Why setTimeout(fn, 0) and setTimeout(fn, 1) are same while sT(fn, 5) / sT(fn, 6) are not? [duplicate]

Question

It's been a while as such topics haven't been raised since 2011,2012. Now, this code

  setTimeout(()=>{ console.log(1); }, 1);
  setTimeout(()=>{ console.log(2); }, 0);
  setTimeout(()=>{ console.log(3); }, 2);

will print 1-2-3 even though you would expect 2 be logged faster than 1.

You may explain that by pointing out to "All timeouts less than 4ms will be delayed to 4ms".

Or say about 13ms tick, like - by the time second line is executed first line has cleared time and is logged, but no, both this rules won't apply if we use 2-3ms times. In this case all is working as expected

Prove:

  setTimeout(()=>{ console.log(1); }, 3);
  setTimeout(()=>{ console.log(2); }, 2);
  setTimeout(()=>{ console.log(3); }, 2);

Won't apply that rule - 2 gets logged before 1, as ms order dictate.

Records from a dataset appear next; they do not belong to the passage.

//! Canonical key names
//!
//! Every binding is stored under a lowercase name derived from the physical
//! key: `a`, `7`, `f1`, `space`, `ctrl_l`, ... Keys without a friendly name
//! fall back to `vk_<evdev code>` so they can still be bound.

use evdev::Key;

/// Canonical name for a physical key.
pub fn key_name(key: Key) -> String {
    match named(key) {
        Some(name) => name.to_string(),
        None => format!("vk_{}", key.code()),
    }
}

/// Canonicalize a user-entered key name (CLI, config edits).
pub fn normalize(name: &str) -> String {
    name.trim().to_lowercase()
}

/// True for mouse, joystick and gamepad buttons, which share the key code space.
pub fn is_button(key: Key) -> bool {
    let code = key.code();
    (Key::BTN_0.code()..=Key::BTN_GEAR_UP.code()).contains(&code)
        || (Key::BTN_DPAD_UP.code()..=Key::BTN_DPAD_RIGHT.code()).contains(&code)
        || (Key::BTN_TRIGGER_HAPPY1.code()..=Key::BTN_TRIGGER_HAPPY40.code()).contains(&code)
}

fn named(key: Key) -> Option<&'static str> {
    let name = match key {
        Key::KEY_A => "a",
        Key::KEY_B => "b",
        Key::KEY_C => "c",
        Key::KEY_D => "d",
        Key::KEY_E => "e",
        Key::KEY_F => "f",
        Key::KEY_G => "g",
        Key::KEY_H => "h",
        Key::KEY_I => "i",
        Key::KEY_J => "j",
        Key::KEY_K => "k",
        Key::KEY_L => "l",
        Key::KEY_M => "m",
        Key::KEY_N => "n",
        Key::KEY_O => "o",
        Key::KEY_P => "p",
        Key::KEY_Q => "q",
        Key::KEY_R => "r",
        Key::KEY_S => "s",
        Key::KEY_T => "t",
        Key::KEY_U => "u",
        Key::KEY_V => "v",
        Key::KEY_W => "w",
        Key::KEY_X => "x",
        Key::KEY_Y => "y",
        Key::KEY_Z => "z",

        Key::KEY_0 => "0",
        Key::KEY_1 => "1",
        Key::KEY_2 => "2",
        Key::KEY_3 => "3",
        Key::KEY_4 => "4",
        Key::KEY_5 => "5",
        Key::KEY_6 => "6",
        Key::KEY_7 => "7",
        Key::KEY_8 => "8",
        Key::KEY_9 => "9",

        // Unshifted US layout characters
        Key::KEY_MINUS => "-",
        Key::KEY_EQUAL => "=",
        Key::KEY_LEFTBRACE => "[",
        Key::KEY_RIGHTBRACE => "]",
        Key::KEY_BACKSLASH => "\\",
        Key::KEY_SEMICOLON => ";",
        Key::KEY_APOSTROPHE => "'",
        Key::KEY_GRAVE => "`",
        Key::KEY_COMMA => ",",
        Key::KEY_DOT => ".",
        Key::KEY_SLASH => "/",

        Key::KEY_F1 => "f1",
        Key::KEY_F2 => "f2",
        Key::KEY_F3 => "f3",
        Key::KEY_F4 => "f4",
        Key::KEY_F5 => "f5",
        Key::KEY_F6 => "f6",
        Key::KEY_F7 => "f7",
        Key::KEY_F8 => "f8",
        Key::KEY_F9 => "f9",
        Key::KEY_F10 => "f10",
        Key::KEY_F11 => "f11",
        Key::KEY_F12 => "f12",
        Key::KEY_F13 => "f13",
        Key::KEY_F14 => "f14",
        Key::KEY_F15 => "f15",
        Key::KEY_F16 => "f16",
        Key::KEY_F17 => "f17",
        Key::KEY_F18 => "f18",
        Key::KEY_F19 => "f19",
        Key::KEY_F20 => "f20",
        Key::KEY_F21 => "f21",
        Key::KEY_F22 => "f22",
        Key::KEY_F23 => "f23",
        Key::KEY_F24 => "f24",

        Key::KEY_SPACE => "space",
        Key::KEY_ENTER => "enter",
        Key::KEY_ESC => "esc",
        Key::KEY_TAB => "tab",
        Key::KEY_BACKSPACE => "backspace",
        Key::KEY_DELETE => "delete",
        Key::KEY_INSERT => "insert",
        Key::KEY_HOME => "home",
        Key::KEY_END => "end",
        Key::KEY_PAGEUP => "page_up",
        Key::KEY_PAGEDOWN => "page_down",
        Key::KEY_UP => "up",
        Key::KEY_DOWN => "down",
        Key::KEY_LEFT => "left",
        Key::KEY_RIGHT => "right",
        Key::KEY_CAPSLOCK => "caps_lock",
        Key::KEY_NUMLOCK => "num_lock",
        Key::KEY_SCROLLLOCK => "scroll_lock",
        Key::KEY_SYSRQ => "print_screen",
        Key::KEY_PAUSE => "pause",
        Key::KEY_COMPOSE => "menu",

        Key::KEY_LEFTCTRL => "ctrl_l",
        Key::KEY_RIGHTCTRL => "ctrl_r",
        Key::KEY_LEFTSHIFT => "shift_l",
        Key::KEY_RIGHTSHIFT => "shift_r",
        Key::KEY_LEFTALT => "alt_l",
        Key::KEY_RIGHTALT => "alt_gr",
        Key::KEY_LEFTMETA => "cmd",
        Key::KEY_RIGHTMETA => "cmd_r",

        Key::KEY_KP0 => "kp_0",
        Key::KEY_KP1 => "kp_1",
        Key::KEY_KP2 => "kp_2",
        Key::KEY_KP3 => "kp_3",
        Key::KEY_KP4 => "kp_4",
        Key::KEY_KP5 => "kp_5",
        Key::KEY_KP6 => "kp_6",
        Key::KEY_KP7 => "kp_7",
        Key::KEY_KP8 => "kp_8",
        Key::KEY_KP9 => "kp_9",
        Key::KEY_KPENTER => "kp_enter",
        Key::KEY_KPPLUS => "kp_plus",
        Key::KEY_KPMINUS => "kp_minus",
        Key::KEY_KPASTERISK => "kp_multiply",
        Key::KEY_KPSLASH => "kp_divide",
        Key::KEY_KPDOT => "kp_decimal",

        _ => return None,
    };
    Some(name)
}

#[cfg(test)]
mod tests {
    use super::*;

    #[test]
    fn test_letters_and_digits() {
        assert_eq!(key_name(Key::KEY_A), "a");
        assert_eq!(key_name(Key::KEY_Z), "z");
        assert_eq!(key_name(Key::KEY_0), "0");
        assert_eq!(key_name(Key::KEY_9), "9");
    }

    #[test]
    fn test_named_keys() {
        assert_eq!(key_name(Key::KEY_F1), "f1");
        assert_eq!(key_name(Key::KEY_F12), "f12");
        assert_eq!(key_name(Key::KEY_SPACE), "space");
        assert_eq!(key_name(Key::KEY_PAGEDOWN), "page_down");
    }

    #[test]
    fn test_modifiers_are_side_specific() {
        assert_eq!(key_name(Key::KEY_LEFTCTRL), "ctrl_l");
        assert_eq!(key_name(Key::KEY_RIGHTCTRL), "ctrl_r");
        assert_ne!(key_name(Key::KEY_LEFTSHIFT), key_name(Key::KEY_RIGHTSHIFT));
    }

    #[test]
    fn test_unnamed_key_falls_back_to_code() {
        // KEY_MUTE (113) has no friendly name
        assert_eq!(key_name(Key::KEY_MUTE), "vk_113");
    }

    #[test]
    fn test_normalize_is_case_insensitive() {
        assert_eq!(normalize("  F1 "), "f1");
        assert_eq!(normalize("Ctrl_L"), "ctrl_l");
        assert_eq!(normalize("A"), key_name(Key::KEY_A));
    }

    #[test]
    fn test_is_button() {
        assert!(is_button(Key::BTN_LEFT));
        assert!(is_button(Key::BTN_RIGHT));
        assert!(is_button(Key::BTN_MIDDLE));
        assert!(is_button(Key::BTN_0));
        assert!(is_button(Key::BTN_9));
        assert!(!is_button(Key::KEY_ENTER));
        assert!(!is_button(Key::KEY_A));
        assert!(!is_button(Key::KEY_F24));
    }
}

This behaviour is met in Chrome 84. Firefox is doing all this code in order, no matter what ms are there. 1-2 or 3-2 or 6-5 etc Turns out that 1ms and 0ms for Chrome are same, while 5-6 or 2-3 are different PS: Opera behaves like Chrome as well. Treating 1ms same as 0, while 2ms differs to 1ms

Why ?

Answer 1

Because 1ms has passed by the time the queued code blocks are called. Seeing the first one is at the front of the queue and the timeout period has passed it will be executed.